LAST month Julian was in the movies playing a Hari Krishna monk. Che is a five-(going on seven-)ball juggler. Jack quit the dole and computers, wound up in Thailand, and was about to head back to England when he thought ''why?'' and bought a ticket to Hong Kong instead. Germaine is a professional yachtsman fresh from Singapore. Claire was a resident artist before she got bitten by the travel bug.
But this week, all five are on the road in Hong Kong peddling sandwiches to the territory's desk-bound workers.
Collectively, these bright young people lugging their great panniers of white paper packages up lifts and down stairwells are known as Let's Do Lunch, a make-and-deliver service that has been on the road since last June and is now set to make a bigger splash in catering, bringing ''groovy, funky'' eating experiences to homes and offices across Hong Kong.
The enterprise is the brainchild of four partners - two sleeping and two coy - who started off with big plans and impressive cash-flow forecasts based on 960 sandwiches a day. The reality today, under the extremely competent management of Alison Wheatley, is 200 sandwiches a day, plus quiches and salads and cakes, brought to workers from Central to Taikoo by 10 deliverers, nearly all of whom are travellers stopping off in Hong Kong to top up wilting wallets.

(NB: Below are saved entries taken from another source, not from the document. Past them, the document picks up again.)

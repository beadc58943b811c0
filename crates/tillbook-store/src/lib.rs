//! # tillbook-store: Durable Storage for Tillbook
//!
//! This crate provides file-backed storage for the single-till POS ledger.
//! Durable state is two headered CSV files:
//!
//! - `products.csv` - the catalog: `Name,Price`
//! - `transactions.csv` - the ledger: `Index,Customer,Product,Price,Amount,Total,Timestamp`
//!
//! ## Module Organization
//!
//! - [`catalog`] - Catalog store (load/save/set_price/remove)
//! - [`ledger`] - Transaction ledger (append/scan/filter/delete)
//! - [`till`] - Single-session facade orchestrating catalog + cart + ledger
//! - [`error`] - Storage error types
//!
//! ## Durability Discipline
//!
//! There is no cache and no delta write: every operation re-reads its file,
//! and every mutation rewrites (or batch-appends to) the whole file. Full
//! rewrites go through a temp file and an atomic rename, so a reader never
//! observes a partially written store. Crash-safety over performance - both
//! files are small.
//!
//! ## Usage
//!
//! ```rust,ignore
//! use tillbook_store::Till;
//!
//! let mut till = Till::new("products.csv", "transactions.csv");
//! till.add_to_cart("Apple")?;
//! till.add_to_cart("Banana")?;
//! let receipt = till.checkout("Sam")?;
//! println!("total {}", receipt.grand_total);
//! ```

// =============================================================================
// Module Declarations
// =============================================================================

mod atomic;
pub mod catalog;
pub mod error;
pub mod ledger;
pub mod till;

// =============================================================================
// Re-exports
// =============================================================================

pub use catalog::{Catalog, CatalogStore};
pub use error::{StoreError, StoreResult};
pub use ledger::Ledger;
pub use till::Till;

Staff turnover is high: few last longer than five weeks, although Ms Wheatley recalls one ''career deliverer'' - a marine biologist by training - who stuck with his pannier for seven months.
The operation appears to run like clockwork, although the beginnings were modest to put it kindly. Around 50 loaves are picked up from Wellcome at 5.45am (finding good bread was a major headache, as evidenced by one supplier who explained his recipe for brown bread as ''white bread mix plus molasses'') and three people start making up the sandwiches 15 minutes later.